As is the case for all couples embarking on eye-wateringly expensive fertility treatment, they were desperate. They had married in 2012, and struggled to conceive for years before turning to CHA in January 2018.

The couple were happy with Dr Berger and Hong after their meeting. They embarked on the months of treatments – hormones, vitamins, test after test – to yield eight embryos, which is shy of the recommended 12, but an acceptable number.  

Their care and travel totaled $100,000.  The average cost of one cycle of IVF is $12,000 plus up to $3,000 for the medication, though research shows couples rarely yield enough embryos on the first try. 

Their first attempt at implantation in July 2018 failed. In August, the couple decided to try again, thawing two of their female embryos. And it was a success: they were pregnant with twins in September.  
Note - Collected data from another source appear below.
//! Command-line interface.
//!
//! Every command resolves its stores from the loaded [`Config`] and prints
//! either human-readable tables or JSON (`--json`).

pub mod commands;
pub mod output;

use std::path::PathBuf;

use anyhow::Result;
use clap::{Parser, Subcommand};

use crate::domain::models::Config;
use crate::infrastructure::config::ConfigLoader;

#[derive(Parser, Debug)]
#[command(name = "brainstem")]
#[command(about = "brainstem - deterministic graph execution for LLM workflows", long_about = None)]
#[command(version)]
pub struct Cli {
    #[command(subcommand)]
    pub command: Commands,

    /// Output in JSON format
    #[arg(short, long, global = true)]
    pub json: bool,

    /// Configuration file (defaults to .brainstem/config.yaml plus overrides)
    #[arg(short, long, global = true, env = "BRAINSTEM_CONFIG")]
    pub config: Option<PathBuf>,
}

impl Cli {
    /// Load the configuration this invocation asked for.
    pub fn load_config(&self) -> Result<Config> {
        match &self.config {
            Some(path) => ConfigLoader::load_from_file(path),
            None => ConfigLoader::load(),
        }
    }
}

#[derive(Subcommand, Debug)]
pub enum Commands {
    /// Validate and inspect graph documents
    Graph(commands::graph::GraphArgs),

    /// Query and maintain the memory store
    Memory(commands::memory::MemoryArgs),

    /// Review and apply graph evolution proposals
    Evolution(commands::evolution::EvolutionArgs),

    /// Inspect archived runs
    Runs(commands::runs::RunsArgs),
}

/// Print an error in the selected format and exit non-zero.
pub fn handle_error(err: anyhow::Error, json_mode: bool) -> ! {
    if json_mode {
        let chain: Vec<String> = err.chain().skip(1).map(ToString::to_string).collect();
        let body = serde_json::json!({"error": err.to_string(), "caused_by": chain});
        eprintln!("{}", serde_json::to_string_pretty(&body).unwrap_or_default());
    } else {
        eprintln!("{} {err}", console::style("Error:").red().bold());
        for cause in err.chain().skip(1) {
            eprintln!("  caused by: {cause}");
        }
    }
    std::process::exit(1);
}

#[cfg(test)]
mod tests {
    use super::*;
    use clap::CommandFactory;

    #[test]
    fn test_cli_definition_is_consistent() {
        Cli::command().debug_assert();
    }

    #[test]
    fn test_global_flags_after_subcommand() {
        let cli = Cli::try_parse_from(["brainstem", "memory", "stats", "--json", "--config", "custom.yaml"]).unwrap();
        assert!(cli.json);
        assert_eq!(cli.config, Some(PathBuf::from("custom.yaml")));
        assert!(matches!(cli.command, Commands::Memory(_)));
    }
}
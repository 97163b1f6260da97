//! Tokenizer for the guard expression language.

use super::ExpressionError;

/// A lexical token.
#[derive(Debug, Clone, PartialEq)]
pub enum Token {
    Int(i64),
    Float(f64),
    Str(String),
    Ident(String),
    Eq,
    NotEq,
    Lt,
    LtEq,
    Gt,
    GtEq,
    Plus,
    Minus,
    Star,
    Slash,
    Percent,
    LParen,
    RParen,
    LBracket,
    RBracket,
    Comma,
    Dot,
    AndAnd,
    OrOr,
    Bang,
}

/// A token with its byte offset in the source, used for error messages.
#[derive(Debug, Clone, PartialEq)]
pub struct Spanned {
    pub token: Token,
    pub offset: usize,
}

/// Split an expression into tokens.
pub fn tokenize(source: &str) -> Result<Vec<Spanned>, ExpressionError> {
    let chars: Vec<(usize, char)> = source.char_indices().collect();
    let mut tokens: Vec<Spanned> = Vec::new();
    let mut i = 0;

    while i < chars.len() {
        let (offset, c) = chars[i];

        if c.is_whitespace() {
            i += 1;
            continue;
        }

        if c.is_ascii_digit() {
            // Directly after a dot we only read an integer so `items.0.1` stays a path
            let after_dot = matches!(tokens.last(), Some(Spanned { token: Token::Dot, .. }));
            let start = i;
            while i < chars.len() && chars[i].1.is_ascii_digit() {
                i += 1;
            }
            let mut is_float = false;
            if !after_dot
                && i + 1 < chars.len()
                && chars[i].1 == '.'
                && chars[i + 1].1.is_ascii_digit()
            {
                is_float = true;
                i += 1;
                while i < chars.len() && chars[i].1.is_ascii_digit() {
                    i += 1;
                }
            }
            let text: String = chars[start..i].iter().map(|(_, ch)| ch).collect();
            let token = if is_float {
                Token::Float(text.parse().map_err(|_| ExpressionError::Lex {
                    offset,
                    message: format!("invalid number '{text}'"),
                })?)
            } else {
                Token::Int(text.parse().map_err(|_| ExpressionError::Lex {
                    offset,
                    message: format!("integer '{text}' out of range"),
                })?)
            };
            tokens.push(Spanned { token, offset });
            continue;
        }

        if c.is_alphabetic() || c == '_' || c == '$' {
            let start = i;
            i += 1;
            while i < chars.len() && (chars[i].1.is_alphanumeric() || chars[i].1 == '_') {
                i += 1;
            }
            let text: String = chars[start..i].iter().map(|(_, ch)| ch).collect();
            tokens.push(Spanned { token: Token::Ident(text), offset });
            continue;
        }

        if c == '\'' || c == '"' {
            let quote = c;
            let mut value = String::new();
            i += 1;
            let mut closed = false;
            while i < chars.len() {
                let ch = chars[i].1;
                if ch == quote {
                    closed = true;
                    i += 1;
                    break;
                }
                if ch == '\\' && i + 1 < chars.len() {
                    let escaped = chars[i + 1].1;
                    value.push(match escaped {
                        'n' => '\n',
                        't' => '\t',
                        'r' => '\r',
                        other => other,
                    });
                    i += 2;
                    continue;
                }
                value.push(ch);
                i += 1;
            }
            if !closed {
                return Err(ExpressionError::Lex {
                    offset,
                    message: "unterminated string literal".to_string(),
                });
            }
            tokens.push(Spanned { token: Token::Str(value), offset });
            continue;
        }

        let next = chars.get(i + 1).map(|(_, ch)| *ch);
        let (token, width) = match (c, next) {
            ('=', Some('=')) => (Token::Eq, 2),
            ('!', Some('=')) => (Token::NotEq, 2),
            ('<', Some('=')) => (Token::LtEq, 2),
            ('>', Some('=')) => (Token::GtEq, 2),
            ('&', Some('&')) => (Token::AndAnd, 2),
            ('|', Some('|')) => (Token::OrOr, 2),
            ('<', _) => (Token::Lt, 1),
            ('>', _) => (Token::Gt, 1),
            ('!', _) => (Token::Bang, 1),
            ('+', _) => (Token::Plus, 1),
            ('-', _) => (Token::Minus, 1),
            ('*', _) => (Token::Star, 1),
            ('/', _) => (Token::Slash, 1),
            ('%', _) => (Token::Percent, 1),
            ('(', _) => (Token::LParen, 1),
            (')', _) => (Token::RParen, 1),
            ('[', _) => (Token::LBracket, 1),
            (']', _) => (Token::RBracket, 1),
            (',', _) => (Token::Comma, 1),
            ('.', _) => (Token::Dot, 1),
            _ => {
                return Err(ExpressionError::Lex {
                    offset,
                    message: format!("unexpected character '{c}'"),
                })
            }
        };
        tokens.push(Spanned { token, offset });
        i += width;
    }

    Ok(tokens)
}

#[cfg(test)]
mod tests {
    use super::*;

    fn kinds(source: &str) -> Vec<Token> {
        tokenize(source).unwrap().into_iter().map(|s| s.token).collect()
    }

    #[test]
    fn test_tokenize_comparison() {
        assert_eq!(
            kinds("state.data.score >= 0.8"),
            vec![
                Token::Ident("state".into()),
                Token::Dot,
                Token::Ident("data".into()),
                Token::Dot,
                Token::Ident("score".into()),
                Token::GtEq,
                Token::Float(0.8),
            ]
        );
    }

    #[test]
    fn test_tokenize_index_path_stays_integer() {
        assert_eq!(
            kinds("items.0.1"),
            vec![
                Token::Ident("items".into()),
                Token::Dot,
                Token::Int(0),
                Token::Dot,
                Token::Int(1),
            ]
        );
    }

    #[test]
    fn test_tokenize_strings_with_escapes() {
        assert_eq!(kinds(r#"'it\'s' "two""#), vec![Token::Str("it's".into()), Token::Str("two".into())]);
    }

    #[test]
    fn test_unterminated_string_is_an_error() {
        assert!(matches!(tokenize("'open"), Err(ExpressionError::Lex { .. })));
    }

    #[test]
    fn test_unknown_character_is_an_error() {
        assert!(tokenize("a ^ b").is_err());
    }
}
According to court papers, the couple were ‘confused’ when sonograms showed twin boys, because they had only fertilized female embryos.

Berger and Hong tried to reassure the couple, saying that sonograms were ‘not a definitive test.’ 

The lawsuit says that the couple were victims of an ‘unimaginable mishap’ – so much so that they ‘could not find the courage and the way to tell others about their devastating loss.’

The ordeal has left AP and YZ with ‘permanent emotional injuries from which they will not recover,’ according to the lawsuit. They ‘may never know what happened to their embryos, as well as whether the currently cryopreserved embryos are genetically matched to them,’ court papers state. They are seeking unspecified damages.  

The clinic is not commenting on the matter, and the third couple has not spoken out. 

CHA refuses to comment on what happened, though they confirmed that all of the couples confirmed were in the clinic on August 20, 2018 for their implantation.  

Ashot said: ‘CHA put three families through a living hell, and our lives will never be the same. We fought to get our boy back, and now we will fight to make sure this never happens again.’ 

Anni said she never had issues with bonding with her son, but she said, ‘I will never be the same person again.’ 

‘I have trust issues now, I have barriers up everywhere,’ Anni said. Adding that she’s ‘just not ready’ to consider whether she has another child out there. 

‘We’re just trying to bond with our baby.’ 

Their attorney Adam Wolf, of Peiffer Wolf Carr & Kane, said: ‘This incredible series of events demonstrates CHA’s shocking incompetence. While I have handled hundreds of cases of fertility-center misconduct, this tragedy at CHA is among the most egregious I have seen. 

‘Anni and Ashot put all their faith and trust in CHA. In return, CHA gave Anni and Ashot lies, excuses and heartbreak. We will not rest until this multinational corporation is held accountable.’

He added: ‘It’s fair to assume there are far more fertility clinic tragedies that happen than we know.’